Stored data:

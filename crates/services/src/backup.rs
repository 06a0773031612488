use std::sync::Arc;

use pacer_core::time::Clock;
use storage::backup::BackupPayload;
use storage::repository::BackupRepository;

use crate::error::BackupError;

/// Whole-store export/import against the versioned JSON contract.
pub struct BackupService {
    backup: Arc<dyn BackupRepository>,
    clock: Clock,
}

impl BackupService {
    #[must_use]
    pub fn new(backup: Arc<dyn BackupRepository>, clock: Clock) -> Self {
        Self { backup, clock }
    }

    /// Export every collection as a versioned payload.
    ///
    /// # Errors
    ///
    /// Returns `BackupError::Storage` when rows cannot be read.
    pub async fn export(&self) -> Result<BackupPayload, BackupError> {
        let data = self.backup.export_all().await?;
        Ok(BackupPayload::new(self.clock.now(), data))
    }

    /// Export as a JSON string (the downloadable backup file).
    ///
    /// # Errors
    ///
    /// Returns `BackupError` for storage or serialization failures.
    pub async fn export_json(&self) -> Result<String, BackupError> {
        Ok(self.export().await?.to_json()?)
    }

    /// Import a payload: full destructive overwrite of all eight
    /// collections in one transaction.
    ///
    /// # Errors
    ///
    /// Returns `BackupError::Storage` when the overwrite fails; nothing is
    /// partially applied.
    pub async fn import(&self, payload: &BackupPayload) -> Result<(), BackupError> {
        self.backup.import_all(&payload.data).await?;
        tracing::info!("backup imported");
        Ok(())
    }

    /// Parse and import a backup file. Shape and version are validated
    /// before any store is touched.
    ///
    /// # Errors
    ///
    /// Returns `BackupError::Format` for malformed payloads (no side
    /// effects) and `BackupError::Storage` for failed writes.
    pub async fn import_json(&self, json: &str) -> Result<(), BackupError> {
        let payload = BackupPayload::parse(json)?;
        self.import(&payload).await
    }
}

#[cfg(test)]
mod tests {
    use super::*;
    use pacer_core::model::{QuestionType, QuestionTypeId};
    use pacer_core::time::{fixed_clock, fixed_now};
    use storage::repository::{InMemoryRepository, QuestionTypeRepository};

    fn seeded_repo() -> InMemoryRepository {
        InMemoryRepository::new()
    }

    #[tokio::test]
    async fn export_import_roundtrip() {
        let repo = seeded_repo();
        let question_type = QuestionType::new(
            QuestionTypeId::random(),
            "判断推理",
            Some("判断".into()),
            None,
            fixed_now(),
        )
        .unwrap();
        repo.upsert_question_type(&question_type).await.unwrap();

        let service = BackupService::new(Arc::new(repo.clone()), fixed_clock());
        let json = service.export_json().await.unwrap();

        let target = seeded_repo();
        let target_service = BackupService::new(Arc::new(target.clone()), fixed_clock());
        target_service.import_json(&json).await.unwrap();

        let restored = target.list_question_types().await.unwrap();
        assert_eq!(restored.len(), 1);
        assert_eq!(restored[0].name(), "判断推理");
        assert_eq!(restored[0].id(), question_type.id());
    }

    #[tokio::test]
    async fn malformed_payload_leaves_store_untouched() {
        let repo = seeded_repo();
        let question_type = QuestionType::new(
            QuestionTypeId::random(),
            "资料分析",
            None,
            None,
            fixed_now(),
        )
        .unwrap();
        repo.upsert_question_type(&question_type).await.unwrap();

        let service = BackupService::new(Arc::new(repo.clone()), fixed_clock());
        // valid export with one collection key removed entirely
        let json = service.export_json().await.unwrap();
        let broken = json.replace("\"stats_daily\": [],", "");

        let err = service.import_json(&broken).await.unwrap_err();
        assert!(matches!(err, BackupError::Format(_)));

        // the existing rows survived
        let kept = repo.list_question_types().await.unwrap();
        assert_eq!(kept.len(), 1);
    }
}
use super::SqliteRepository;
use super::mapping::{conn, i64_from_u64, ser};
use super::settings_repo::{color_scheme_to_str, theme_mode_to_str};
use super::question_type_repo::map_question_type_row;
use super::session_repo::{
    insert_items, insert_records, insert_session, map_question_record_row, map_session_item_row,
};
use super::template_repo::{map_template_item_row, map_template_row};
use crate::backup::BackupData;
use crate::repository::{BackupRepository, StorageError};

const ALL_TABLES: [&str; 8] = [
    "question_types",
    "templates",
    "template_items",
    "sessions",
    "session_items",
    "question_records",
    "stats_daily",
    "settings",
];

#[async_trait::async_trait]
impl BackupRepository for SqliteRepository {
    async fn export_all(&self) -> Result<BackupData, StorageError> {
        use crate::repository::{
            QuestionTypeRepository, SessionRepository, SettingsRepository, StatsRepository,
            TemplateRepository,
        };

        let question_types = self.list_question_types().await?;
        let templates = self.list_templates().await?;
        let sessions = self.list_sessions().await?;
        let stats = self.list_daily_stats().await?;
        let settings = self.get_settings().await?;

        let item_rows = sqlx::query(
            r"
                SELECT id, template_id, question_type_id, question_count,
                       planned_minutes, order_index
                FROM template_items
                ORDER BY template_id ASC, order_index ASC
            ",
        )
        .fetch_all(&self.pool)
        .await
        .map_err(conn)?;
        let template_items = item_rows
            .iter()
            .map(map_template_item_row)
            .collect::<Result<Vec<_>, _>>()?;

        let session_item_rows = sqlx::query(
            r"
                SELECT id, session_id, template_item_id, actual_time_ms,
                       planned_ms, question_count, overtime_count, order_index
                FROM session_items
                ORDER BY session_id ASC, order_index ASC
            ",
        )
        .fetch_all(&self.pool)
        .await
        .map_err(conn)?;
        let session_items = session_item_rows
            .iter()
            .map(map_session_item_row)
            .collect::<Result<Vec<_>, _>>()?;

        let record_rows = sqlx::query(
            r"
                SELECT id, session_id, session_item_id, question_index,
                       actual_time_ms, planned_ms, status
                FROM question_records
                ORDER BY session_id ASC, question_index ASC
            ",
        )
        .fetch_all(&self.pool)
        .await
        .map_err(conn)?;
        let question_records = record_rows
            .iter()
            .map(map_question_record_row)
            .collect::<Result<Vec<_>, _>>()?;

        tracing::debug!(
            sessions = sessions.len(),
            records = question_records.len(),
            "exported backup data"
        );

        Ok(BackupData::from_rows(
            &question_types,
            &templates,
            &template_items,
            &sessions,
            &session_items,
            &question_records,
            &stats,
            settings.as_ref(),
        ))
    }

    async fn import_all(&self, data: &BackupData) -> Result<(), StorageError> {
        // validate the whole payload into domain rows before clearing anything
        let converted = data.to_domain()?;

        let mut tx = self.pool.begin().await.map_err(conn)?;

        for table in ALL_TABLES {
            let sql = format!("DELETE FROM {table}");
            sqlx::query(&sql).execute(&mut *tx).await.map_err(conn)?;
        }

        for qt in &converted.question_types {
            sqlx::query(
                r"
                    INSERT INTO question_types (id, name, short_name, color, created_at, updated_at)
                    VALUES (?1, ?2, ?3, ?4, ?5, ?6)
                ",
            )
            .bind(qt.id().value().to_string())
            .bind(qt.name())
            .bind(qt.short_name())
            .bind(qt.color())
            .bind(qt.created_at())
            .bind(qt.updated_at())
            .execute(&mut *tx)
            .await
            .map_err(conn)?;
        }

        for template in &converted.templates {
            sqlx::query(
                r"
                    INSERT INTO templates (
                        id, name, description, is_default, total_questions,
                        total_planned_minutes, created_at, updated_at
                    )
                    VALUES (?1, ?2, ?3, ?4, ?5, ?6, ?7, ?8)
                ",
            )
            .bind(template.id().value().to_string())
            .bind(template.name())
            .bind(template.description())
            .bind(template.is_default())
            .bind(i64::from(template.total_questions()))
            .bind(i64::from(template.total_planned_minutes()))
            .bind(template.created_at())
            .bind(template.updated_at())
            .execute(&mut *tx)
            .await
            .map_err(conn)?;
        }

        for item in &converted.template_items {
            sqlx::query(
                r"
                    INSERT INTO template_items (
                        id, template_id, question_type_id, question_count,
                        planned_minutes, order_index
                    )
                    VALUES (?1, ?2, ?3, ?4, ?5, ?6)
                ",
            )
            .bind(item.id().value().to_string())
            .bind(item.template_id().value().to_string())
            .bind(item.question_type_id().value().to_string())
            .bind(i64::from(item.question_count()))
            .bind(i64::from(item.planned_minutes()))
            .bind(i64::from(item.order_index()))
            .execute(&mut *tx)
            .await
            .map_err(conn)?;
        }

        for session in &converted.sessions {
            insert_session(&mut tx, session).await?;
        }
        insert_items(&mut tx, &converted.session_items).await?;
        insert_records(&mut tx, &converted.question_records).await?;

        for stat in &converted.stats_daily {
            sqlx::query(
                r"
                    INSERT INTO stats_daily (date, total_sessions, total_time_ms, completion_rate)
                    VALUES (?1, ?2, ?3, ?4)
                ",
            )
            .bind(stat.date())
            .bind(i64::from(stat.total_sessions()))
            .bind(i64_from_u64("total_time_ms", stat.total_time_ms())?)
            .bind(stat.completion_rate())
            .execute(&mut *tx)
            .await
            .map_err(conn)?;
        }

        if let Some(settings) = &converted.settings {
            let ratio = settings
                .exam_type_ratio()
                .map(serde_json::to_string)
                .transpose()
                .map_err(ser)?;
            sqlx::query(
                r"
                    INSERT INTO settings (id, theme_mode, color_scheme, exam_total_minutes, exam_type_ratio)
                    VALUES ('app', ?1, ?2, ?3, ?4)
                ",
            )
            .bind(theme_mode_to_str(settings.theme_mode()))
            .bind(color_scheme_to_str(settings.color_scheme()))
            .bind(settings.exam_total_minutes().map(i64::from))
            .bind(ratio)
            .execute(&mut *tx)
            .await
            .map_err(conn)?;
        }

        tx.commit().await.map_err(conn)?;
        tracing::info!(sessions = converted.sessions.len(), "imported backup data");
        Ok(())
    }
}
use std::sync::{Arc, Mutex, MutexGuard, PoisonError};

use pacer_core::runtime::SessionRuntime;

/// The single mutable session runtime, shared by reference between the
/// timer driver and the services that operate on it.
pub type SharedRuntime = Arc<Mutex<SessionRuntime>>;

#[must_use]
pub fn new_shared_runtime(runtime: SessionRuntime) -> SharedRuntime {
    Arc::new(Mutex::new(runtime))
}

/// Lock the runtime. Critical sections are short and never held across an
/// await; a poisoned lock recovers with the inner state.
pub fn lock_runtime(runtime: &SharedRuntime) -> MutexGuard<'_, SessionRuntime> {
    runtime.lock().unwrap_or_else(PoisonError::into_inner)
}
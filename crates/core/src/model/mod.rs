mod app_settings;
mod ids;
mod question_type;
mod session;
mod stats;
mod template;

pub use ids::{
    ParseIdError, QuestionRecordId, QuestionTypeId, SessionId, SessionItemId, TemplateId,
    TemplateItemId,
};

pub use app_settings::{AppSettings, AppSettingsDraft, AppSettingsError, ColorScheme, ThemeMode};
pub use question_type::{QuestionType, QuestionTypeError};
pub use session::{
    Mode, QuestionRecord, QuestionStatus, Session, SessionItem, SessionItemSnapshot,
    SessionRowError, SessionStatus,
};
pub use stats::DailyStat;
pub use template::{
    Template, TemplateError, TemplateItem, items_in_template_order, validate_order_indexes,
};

==

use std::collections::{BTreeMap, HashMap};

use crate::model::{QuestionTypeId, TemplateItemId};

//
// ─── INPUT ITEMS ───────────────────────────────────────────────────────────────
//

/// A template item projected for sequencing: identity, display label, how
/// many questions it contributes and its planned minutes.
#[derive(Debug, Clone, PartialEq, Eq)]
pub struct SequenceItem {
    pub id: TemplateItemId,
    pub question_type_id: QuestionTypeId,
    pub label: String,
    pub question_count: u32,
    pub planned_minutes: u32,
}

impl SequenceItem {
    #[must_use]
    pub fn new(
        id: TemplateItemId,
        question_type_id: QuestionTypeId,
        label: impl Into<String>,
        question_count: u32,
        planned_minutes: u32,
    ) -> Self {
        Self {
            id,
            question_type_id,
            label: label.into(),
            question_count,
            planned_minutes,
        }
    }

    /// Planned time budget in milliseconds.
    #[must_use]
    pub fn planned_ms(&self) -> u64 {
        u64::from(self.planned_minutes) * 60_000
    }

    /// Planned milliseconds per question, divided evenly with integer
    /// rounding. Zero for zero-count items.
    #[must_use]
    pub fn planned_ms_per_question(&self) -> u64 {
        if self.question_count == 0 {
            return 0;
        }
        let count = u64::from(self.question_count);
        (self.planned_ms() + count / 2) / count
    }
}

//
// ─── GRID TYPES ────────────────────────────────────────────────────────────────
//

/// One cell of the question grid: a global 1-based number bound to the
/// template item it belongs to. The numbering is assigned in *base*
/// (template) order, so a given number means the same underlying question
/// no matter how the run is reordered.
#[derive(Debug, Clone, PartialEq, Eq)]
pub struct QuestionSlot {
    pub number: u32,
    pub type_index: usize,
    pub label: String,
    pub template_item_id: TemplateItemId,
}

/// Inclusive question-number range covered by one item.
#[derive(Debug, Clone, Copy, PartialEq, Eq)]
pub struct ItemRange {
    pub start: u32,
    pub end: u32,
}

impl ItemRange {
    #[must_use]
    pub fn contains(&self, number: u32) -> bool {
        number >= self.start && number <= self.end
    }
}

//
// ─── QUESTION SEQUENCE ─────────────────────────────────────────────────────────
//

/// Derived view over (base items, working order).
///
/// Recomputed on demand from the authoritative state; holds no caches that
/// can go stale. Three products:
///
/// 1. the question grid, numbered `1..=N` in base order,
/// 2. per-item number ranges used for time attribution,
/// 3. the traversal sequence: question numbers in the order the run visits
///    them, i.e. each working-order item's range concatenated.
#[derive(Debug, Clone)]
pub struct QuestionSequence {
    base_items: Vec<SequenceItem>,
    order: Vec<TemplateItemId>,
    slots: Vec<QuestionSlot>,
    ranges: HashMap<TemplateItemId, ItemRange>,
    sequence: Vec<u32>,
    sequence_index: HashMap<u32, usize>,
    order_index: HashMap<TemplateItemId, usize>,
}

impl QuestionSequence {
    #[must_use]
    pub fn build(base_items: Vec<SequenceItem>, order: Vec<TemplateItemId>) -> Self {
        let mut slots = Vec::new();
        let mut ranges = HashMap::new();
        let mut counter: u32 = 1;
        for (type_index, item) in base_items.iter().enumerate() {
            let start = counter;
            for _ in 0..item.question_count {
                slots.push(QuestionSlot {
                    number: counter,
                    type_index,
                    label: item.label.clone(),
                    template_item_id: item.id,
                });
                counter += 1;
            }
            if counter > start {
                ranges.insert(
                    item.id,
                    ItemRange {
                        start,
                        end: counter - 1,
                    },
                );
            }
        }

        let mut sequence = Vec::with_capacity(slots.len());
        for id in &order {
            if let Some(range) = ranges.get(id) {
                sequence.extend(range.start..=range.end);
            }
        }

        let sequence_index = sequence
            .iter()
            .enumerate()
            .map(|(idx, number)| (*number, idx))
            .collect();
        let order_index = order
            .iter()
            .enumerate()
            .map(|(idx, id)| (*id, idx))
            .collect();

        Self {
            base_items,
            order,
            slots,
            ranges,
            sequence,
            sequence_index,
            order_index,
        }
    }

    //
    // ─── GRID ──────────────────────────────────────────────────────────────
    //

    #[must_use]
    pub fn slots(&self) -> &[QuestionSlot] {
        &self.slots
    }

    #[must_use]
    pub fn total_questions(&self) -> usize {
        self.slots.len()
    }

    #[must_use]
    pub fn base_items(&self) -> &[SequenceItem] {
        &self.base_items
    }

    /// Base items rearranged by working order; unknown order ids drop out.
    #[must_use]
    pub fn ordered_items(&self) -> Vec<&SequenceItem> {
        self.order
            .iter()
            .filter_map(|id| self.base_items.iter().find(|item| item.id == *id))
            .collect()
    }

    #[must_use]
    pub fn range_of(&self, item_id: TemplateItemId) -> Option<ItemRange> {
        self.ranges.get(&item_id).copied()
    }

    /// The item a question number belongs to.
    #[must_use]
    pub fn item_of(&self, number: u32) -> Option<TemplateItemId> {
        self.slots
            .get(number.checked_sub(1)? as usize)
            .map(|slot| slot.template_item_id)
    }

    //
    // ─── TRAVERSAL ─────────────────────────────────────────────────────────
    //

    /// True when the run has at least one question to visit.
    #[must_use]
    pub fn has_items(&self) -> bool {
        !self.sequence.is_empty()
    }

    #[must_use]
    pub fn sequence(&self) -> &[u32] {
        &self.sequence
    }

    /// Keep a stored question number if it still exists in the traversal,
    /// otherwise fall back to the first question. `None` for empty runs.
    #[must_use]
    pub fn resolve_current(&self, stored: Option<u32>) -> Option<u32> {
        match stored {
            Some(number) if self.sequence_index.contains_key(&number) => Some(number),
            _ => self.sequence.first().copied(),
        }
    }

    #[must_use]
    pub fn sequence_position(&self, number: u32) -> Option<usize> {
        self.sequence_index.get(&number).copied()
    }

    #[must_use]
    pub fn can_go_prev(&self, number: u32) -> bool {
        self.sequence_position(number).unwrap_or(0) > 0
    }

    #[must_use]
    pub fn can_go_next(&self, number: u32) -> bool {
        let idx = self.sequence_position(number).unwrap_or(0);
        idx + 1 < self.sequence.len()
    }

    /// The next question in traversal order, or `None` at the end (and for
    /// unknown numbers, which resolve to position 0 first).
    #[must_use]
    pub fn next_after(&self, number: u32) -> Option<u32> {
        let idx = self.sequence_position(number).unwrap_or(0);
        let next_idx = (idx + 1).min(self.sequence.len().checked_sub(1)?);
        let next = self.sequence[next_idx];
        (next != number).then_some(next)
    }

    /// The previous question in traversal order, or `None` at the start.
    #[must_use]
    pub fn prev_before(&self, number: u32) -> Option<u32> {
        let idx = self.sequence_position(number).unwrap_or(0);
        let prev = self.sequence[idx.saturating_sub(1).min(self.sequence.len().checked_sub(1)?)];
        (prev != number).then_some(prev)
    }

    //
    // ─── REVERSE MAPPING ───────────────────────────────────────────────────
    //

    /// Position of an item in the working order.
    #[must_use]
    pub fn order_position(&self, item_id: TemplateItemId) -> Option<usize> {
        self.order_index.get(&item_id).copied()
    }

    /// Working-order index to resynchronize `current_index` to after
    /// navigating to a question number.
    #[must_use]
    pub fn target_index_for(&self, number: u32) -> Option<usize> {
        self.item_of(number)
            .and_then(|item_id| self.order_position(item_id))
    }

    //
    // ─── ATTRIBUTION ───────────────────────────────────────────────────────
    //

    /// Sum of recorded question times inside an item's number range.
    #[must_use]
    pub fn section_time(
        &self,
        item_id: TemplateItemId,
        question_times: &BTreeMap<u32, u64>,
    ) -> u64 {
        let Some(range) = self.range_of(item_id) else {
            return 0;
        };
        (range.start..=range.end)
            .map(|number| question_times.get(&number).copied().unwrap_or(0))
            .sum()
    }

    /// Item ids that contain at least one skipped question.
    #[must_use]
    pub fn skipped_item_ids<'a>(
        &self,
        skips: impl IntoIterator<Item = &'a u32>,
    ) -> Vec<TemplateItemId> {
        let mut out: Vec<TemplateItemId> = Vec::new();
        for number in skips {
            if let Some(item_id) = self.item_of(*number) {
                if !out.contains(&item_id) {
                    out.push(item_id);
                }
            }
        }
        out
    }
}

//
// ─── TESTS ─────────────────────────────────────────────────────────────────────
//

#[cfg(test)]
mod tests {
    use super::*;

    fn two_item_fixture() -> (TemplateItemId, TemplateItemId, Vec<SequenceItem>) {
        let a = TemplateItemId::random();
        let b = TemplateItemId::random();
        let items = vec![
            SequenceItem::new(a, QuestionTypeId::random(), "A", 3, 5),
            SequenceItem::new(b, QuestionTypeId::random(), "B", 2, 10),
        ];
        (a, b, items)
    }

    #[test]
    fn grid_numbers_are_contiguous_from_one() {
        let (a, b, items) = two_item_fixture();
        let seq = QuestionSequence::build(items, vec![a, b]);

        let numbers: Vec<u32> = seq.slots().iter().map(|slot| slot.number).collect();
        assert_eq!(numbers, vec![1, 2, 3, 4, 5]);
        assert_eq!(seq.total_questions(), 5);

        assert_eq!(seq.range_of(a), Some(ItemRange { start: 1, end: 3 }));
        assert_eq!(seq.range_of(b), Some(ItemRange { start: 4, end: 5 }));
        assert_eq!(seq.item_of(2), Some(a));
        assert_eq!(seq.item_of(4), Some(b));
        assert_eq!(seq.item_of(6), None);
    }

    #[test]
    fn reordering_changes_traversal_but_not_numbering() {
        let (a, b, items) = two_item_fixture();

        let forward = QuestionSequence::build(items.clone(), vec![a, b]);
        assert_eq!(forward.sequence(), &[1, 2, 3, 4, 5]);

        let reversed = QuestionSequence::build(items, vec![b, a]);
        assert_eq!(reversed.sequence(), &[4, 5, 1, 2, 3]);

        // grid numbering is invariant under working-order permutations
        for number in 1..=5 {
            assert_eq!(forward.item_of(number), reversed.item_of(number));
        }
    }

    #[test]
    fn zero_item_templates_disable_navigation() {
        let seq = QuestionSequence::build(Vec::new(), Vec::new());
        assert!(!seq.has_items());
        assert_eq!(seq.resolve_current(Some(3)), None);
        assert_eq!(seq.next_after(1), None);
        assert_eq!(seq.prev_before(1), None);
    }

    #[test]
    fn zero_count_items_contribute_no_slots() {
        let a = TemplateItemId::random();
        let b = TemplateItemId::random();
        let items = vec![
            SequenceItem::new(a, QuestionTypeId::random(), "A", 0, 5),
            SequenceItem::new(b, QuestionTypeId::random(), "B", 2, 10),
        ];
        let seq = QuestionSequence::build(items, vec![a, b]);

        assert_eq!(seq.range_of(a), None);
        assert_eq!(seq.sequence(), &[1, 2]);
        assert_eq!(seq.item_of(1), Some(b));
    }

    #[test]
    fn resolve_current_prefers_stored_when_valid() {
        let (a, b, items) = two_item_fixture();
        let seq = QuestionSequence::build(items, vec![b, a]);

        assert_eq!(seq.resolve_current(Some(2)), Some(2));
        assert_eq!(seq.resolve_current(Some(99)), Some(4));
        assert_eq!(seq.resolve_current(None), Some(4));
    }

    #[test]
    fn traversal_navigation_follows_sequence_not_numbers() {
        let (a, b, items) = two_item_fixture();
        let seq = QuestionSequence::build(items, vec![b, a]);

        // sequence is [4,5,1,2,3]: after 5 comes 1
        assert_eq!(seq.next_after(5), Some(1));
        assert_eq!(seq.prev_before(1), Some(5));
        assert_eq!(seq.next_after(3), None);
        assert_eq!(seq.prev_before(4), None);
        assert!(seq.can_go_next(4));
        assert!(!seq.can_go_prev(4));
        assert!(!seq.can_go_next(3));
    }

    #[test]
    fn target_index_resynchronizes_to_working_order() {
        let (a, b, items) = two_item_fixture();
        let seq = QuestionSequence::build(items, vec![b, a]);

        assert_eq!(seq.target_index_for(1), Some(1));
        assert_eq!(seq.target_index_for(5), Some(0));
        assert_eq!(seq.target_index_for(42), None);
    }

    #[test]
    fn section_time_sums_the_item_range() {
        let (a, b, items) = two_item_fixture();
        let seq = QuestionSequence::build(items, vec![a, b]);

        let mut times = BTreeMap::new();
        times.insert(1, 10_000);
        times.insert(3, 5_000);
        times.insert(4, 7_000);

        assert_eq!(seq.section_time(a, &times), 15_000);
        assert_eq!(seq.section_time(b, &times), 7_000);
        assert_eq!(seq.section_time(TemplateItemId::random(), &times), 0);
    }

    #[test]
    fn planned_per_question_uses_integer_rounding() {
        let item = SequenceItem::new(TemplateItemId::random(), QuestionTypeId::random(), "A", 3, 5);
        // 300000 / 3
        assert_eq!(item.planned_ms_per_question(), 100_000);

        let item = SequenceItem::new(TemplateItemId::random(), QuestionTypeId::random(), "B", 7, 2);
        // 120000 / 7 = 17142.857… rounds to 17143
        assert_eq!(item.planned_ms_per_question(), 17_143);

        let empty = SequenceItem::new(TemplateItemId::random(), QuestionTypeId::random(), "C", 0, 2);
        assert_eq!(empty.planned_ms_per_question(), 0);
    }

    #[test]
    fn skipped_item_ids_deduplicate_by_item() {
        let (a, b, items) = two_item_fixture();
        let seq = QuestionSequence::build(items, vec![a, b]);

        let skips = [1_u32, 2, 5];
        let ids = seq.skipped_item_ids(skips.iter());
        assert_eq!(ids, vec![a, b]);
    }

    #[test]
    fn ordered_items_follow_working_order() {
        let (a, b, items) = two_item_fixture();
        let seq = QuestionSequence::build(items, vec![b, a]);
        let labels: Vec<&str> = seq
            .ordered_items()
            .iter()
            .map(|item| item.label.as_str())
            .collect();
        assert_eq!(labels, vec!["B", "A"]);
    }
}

# Task goal
Look above for the line holding "filename crates/services/src/backup.rs". Print it and every line after it, exactly, through the line holding "cannot be read.".

# Result of this task
filename crates/services/src/backup.rs
repository 06a0773031612488
use std::sync::Arc;

use pacer_core::time::Clock;
use storage::backup::BackupPayload;
use storage::repository::BackupRepository;

use crate::error::BackupError;

/// Whole-store export/import against the versioned JSON contract.
pub struct BackupService {
    backup: Arc<dyn BackupRepository>,
    clock: Clock,
}

impl BackupService {
    #[must_use]
    pub fn new(backup: Arc<dyn BackupRepository>, clock: Clock) -> Self {
        Self { backup, clock }
    }

    /// Export every collection as a versioned payload.
    ///
    /// # Errors
    ///
    /// Returns `BackupError::Storage` when rows cannot be read.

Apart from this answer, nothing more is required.